*** Opening Provided material ***

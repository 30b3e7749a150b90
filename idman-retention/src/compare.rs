//! Structured comparison between two backup versions.

use std::collections::{BTreeMap, BTreeSet};

use chrono::{DateTime, Utc};
use serde::{Deserialize, Serialize};

use idman_core::models::BackupMetadata;

/// Version facts extracted from backup metadata.
#[derive(Debug, Clone, Serialize, Deserialize)]
pub struct BackupVersion {
    pub backup_id: String,
    pub timestamp: DateTime<Utc>,
    pub version: String,
    pub size_bytes: u64,
    pub resource_counts: BTreeMap<String, usize>,
    pub checksum: String,
}

impl From<&BackupMetadata> for BackupVersion {
    fn from(metadata: &BackupMetadata) -> Self {
        Self {
            backup_id: metadata.backup_id.clone(),
            timestamp: metadata.timestamp,
            version: metadata.version.clone(),
            size_bytes: metadata.size_bytes,
            resource_counts: metadata.resource_counts.clone(),
            checksum: metadata.checksum.clone(),
        }
    }
}

/// Per-kind count delta.
#[derive(Debug, Clone, PartialEq, Serialize, Deserialize)]
pub struct ResourceChange {
    pub source_count: usize,
    pub target_count: usize,
    pub difference: i64,
    /// Percent relative to the source count; zero when the source had
    /// none.
    pub percent_change: f64,
}

/// The full comparison.
#[derive(Debug, Clone, Serialize, Deserialize)]
pub struct BackupComparison {
    pub source_version: BackupVersion,
    pub target_version: BackupVersion,
    pub resource_changes: BTreeMap<String, ResourceChange>,
    pub size_difference: i64,
    pub time_difference_secs: i64,
    /// Mean per-kind count ratio over the observed kinds, in [0, 1].
    pub similarity_score: f64,
}

/// Compare two backups by their metadata.
pub fn compare_metadata(source: &BackupMetadata, target: &BackupMetadata) -> BackupComparison {
    BackupComparison {
        source_version: BackupVersion::from(source),
        target_version: BackupVersion::from(target),
        resource_changes: resource_changes(&source.resource_counts, &target.resource_counts),
        size_difference: target.size_bytes as i64 - source.size_bytes as i64,
        time_difference_secs: (target.timestamp - source.timestamp).num_seconds().abs(),
        similarity_score: similarity_score(&source.resource_counts, &target.resource_counts),
    }
}

fn resource_changes(
    source: &BTreeMap<String, usize>,
    target: &BTreeMap<String, usize>,
) -> BTreeMap<String, ResourceChange> {
    let kinds: BTreeSet<&String> = source.keys().chain(target.keys()).collect();
    let mut changes = BTreeMap::new();
    for kind in kinds {
        let source_count = source.get(kind).copied().unwrap_or(0);
        let target_count = target.get(kind).copied().unwrap_or(0);
        let difference = target_count as i64 - source_count as i64;
        let percent_change = if source_count > 0 {
            difference as f64 / source_count as f64 * 100.0
        } else {
            0.0
        };
        changes.insert(
            kind.clone(),
            ResourceChange {
                source_count,
                target_count,
                difference,
                percent_change,
            },
        );
    }
    changes
}

/// Mean of `min(a,b)/max(a,b)` over the observed resource kinds (those
/// with a nonzero count on either side). Two backups with no observed
/// kinds are identical by definition.
pub fn similarity_score(
    source: &BTreeMap<String, usize>,
    target: &BTreeMap<String, usize>,
) -> f64 {
    let observed: BTreeSet<&String> = source
        .iter()
        .filter(|(_, count)| **count > 0)
        .map(|(kind, _)| kind)
        .chain(
            target
                .iter()
                .filter(|(_, count)| **count > 0)
                .map(|(kind, _)| kind),
        )
        .collect();
    if observed.is_empty() {
        return 1.0;
    }
    let mut total = 0.0;
    for kind in &observed {
        let a = source.get(*kind).copied().unwrap_or(0);
        let b = target.get(*kind).copied().unwrap_or(0);
        total += if a == 0 || b == 0 {
            0.0
        } else {
            a.min(b) as f64 / a.max(b) as f64
        };
    }
    total / observed.len() as f64
}

#[cfg(test)]
mod tests {
    use super::*;

    fn counts(pairs: &[(&str, usize)]) -> BTreeMap<String, usize> {
        pairs.iter().map(|(k, v)| (k.to_string(), *v)).collect()
    }

    #[test]
    fn identical_counts_score_one() {
        let a = counts(&[("users", 5), ("groups", 2)]);
        assert_eq!(similarity_score(&a, &a), 1.0);
    }

    #[test]
    fn disjoint_kinds_score_zero() {
        let a = counts(&[("users", 5), ("groups", 0)]);
        let b = counts(&[("users", 0), ("groups", 3)]);
        assert_eq!(similarity_score(&a, &b), 0.0);
    }

    #[test]
    fn empty_backups_are_identical() {
        let a = counts(&[("users", 0)]);
        let b = counts(&[]);
        assert_eq!(similarity_score(&a, &b), 1.0);
    }

    #[test]
    fn partial_overlap_is_the_mean_ratio() {
        let a = counts(&[("users", 4)]);
        let b = counts(&[("users", 2)]);
        assert!((similarity_score(&a, &b) - 0.5).abs() < f64::EPSILON);
    }

    #[test]
    fn percent_change_is_zero_for_empty_source() {
        let changes = resource_changes(&counts(&[("users", 0)]), &counts(&[("users", 10)]));
        let change = &changes["users"];
        assert_eq!(change.difference, 10);
        assert_eq!(change.percent_change, 0.0);
    }
}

*** Closing Provided material ***

## Required action
A word-for-word restatement of all the records is required.

## Response
repository 30b3e7749a150b90
filename idman-retention/src/compare.rs
//! Structured comparison between two backup versions.

use std::collections::{BTreeMap, BTreeSet};

use chrono::{DateTime, Utc};
use serde::{Deserialize, Serialize};

use idman_core::models::BackupMetadata;

/// Version facts extracted from backup metadata.
#[derive(Debug, Clone, Serialize, Deserialize)]
pub struct BackupVersion {
    pub backup_id: String,
    pub timestamp: DateTime<Utc>,
    pub version: String,
    pub size_bytes: u64,
    pub resource_counts: BTreeMap<String, usize>,
    pub checksum: String,
}

impl From<&BackupMetadata> for BackupVersion {
    fn from(metadata: &BackupMetadata) -> Self {
        Self {
            backup_id: metadata.backup_id.clone(),
            timestamp: metadata.timestamp,
            version: metadata.version.clone(),
            size_bytes: metadata.size_bytes,
            resource_counts: metadata.resource_counts.clone(),
            checksum: metadata.checksum.clone(),
        }
    }
}

/// Per-kind count delta.
#[derive(Debug, Clone, PartialEq, Serialize, Deserialize)]
pub struct ResourceChange {
    pub source_count: usize,
    pub target_count: usize,
    pub difference: i64,
    /// Percent relative to the source count; zero when the source had
    /// none.
    pub percent_change: f64,
}

/// The full comparison.
#[derive(Debug, Clone, Serialize, Deserialize)]
pub struct BackupComparison {
    pub source_version: BackupVersion,
    pub target_version: BackupVersion,
    pub resource_changes: BTreeMap<String, ResourceChange>,
    pub size_difference: i64,
    pub time_difference_secs: i64,
    /// Mean per-kind count ratio over the observed kinds, in [0, 1].
    pub similarity_score: f64,
}

/// Compare two backups by their metadata.
pub fn compare_metadata(source: &BackupMetadata, target: &BackupMetadata) -> BackupComparison {
    BackupComparison {
        source_version: BackupVersion::from(source),
        target_version: BackupVersion::from(target),
        resource_changes: resource_changes(&source.resource_counts, &target.resource_counts),
        size_difference: target.size_bytes as i64 - source.size_bytes as i64,
        time_difference_secs: (target.timestamp - source.timestamp).num_seconds().abs(),
        similarity_score: similarity_score(&source.resource_counts, &target.resource_counts),
    }
}

fn resource_changes(
    source: &BTreeMap<String, usize>,
    target: &BTreeMap<String, usize>,
) -> BTreeMap<String, ResourceChange> {
    let kinds: BTreeSet<&String> = source.keys().chain(target.keys()).collect();
    let mut changes = BTreeMap::new();
    for kind in kinds {
        let source_count = source.get(kind).copied().unwrap_or(0);
        let target_count = target.get(kind).copied().unwrap_or(0);
        let difference = target_count as i64 - source_count as i64;
        let percent_change = if source_count > 0 {
            difference as f64 / source_count as f64 * 100.0
        } else {
            0.0
        };
        changes.insert(
            kind.clone(),
            ResourceChange {
                source_count,
                target_count,
                difference,
                percent_change,
            },
        );
    }
    changes
}

/// Mean of `min(a,b)/max(a,b)` over the observed resource kinds (those
/// with a nonzero count on either side). Two backups with no observed
/// kinds are identical by definition.
pub fn similarity_score(
    source: &BTreeMap<String, usize>,
    target: &BTreeMap<String, usize>,
) -> f64 {
    let observed: BTreeSet<&String> = source
        .iter()
        .filter(|(_, count)| **count > 0)
        .map(|(kind, _)| kind)
        .chain(
            target
                .iter()
                .filter(|(_, count)| **count > 0)
                .map(|(kind, _)| kind),
        )
        .collect();
    if observed.is_empty() {
        return 1.0;
    }
    let mut total = 0.0;
    for kind in &observed {
        let a = source.get(*kind).copied().unwrap_or(0);
        let b = target.get(*kind).copied().unwrap_or(0);
        total += if a == 0 || b == 0 {
            0.0
        } else {
            a.min(b) as f64 / a.max(b) as f64
        };
    }
    total / observed.len() as f64
}

#[cfg(test)]
mod tests {
    use super::*;

    fn counts(pairs: &[(&str, usize)]) -> BTreeMap<String, usize> {
        pairs.iter().map(|(k, v)| (k.to_string(), *v)).collect()
    }

    #[test]
    fn identical_counts_score_one() {
        let a = counts(&[("users", 5), ("groups", 2)]);
        assert_eq!(similarity_score(&a, &a), 1.0);
    }

    #[test]
    fn disjoint_kinds_score_zero() {
        let a = counts(&[("users", 5), ("groups", 0)]);
        let b = counts(&[("users", 0), ("groups", 3)]);
        assert_eq!(similarity_score(&a, &b), 0.0);
    }

    #[test]
    fn empty_backups_are_identical() {
        let a = counts(&[("users", 0)]);
        let b = counts(&[]);
        assert_eq!(similarity_score(&a, &b), 1.0);
    }

    #[test]
    fn partial_overlap_is_the_mean_ratio() {
        let a = counts(&[("users", 4)]);
        let b = counts(&[("users", 2)]);
        assert!((similarity_score(&a, &b) - 0.5).abs() < f64::EPSILON);
    }

    #[test]
    fn percent_change_is_zero_for_empty_source() {
        let changes = resource_changes(&counts(&[("users", 0)]), &counts(&[("users", 10)]));
        let change = &changes["users"];
        assert_eq!(change.difference, 10);
        assert_eq!(change.percent_change, 0.0);
    }
}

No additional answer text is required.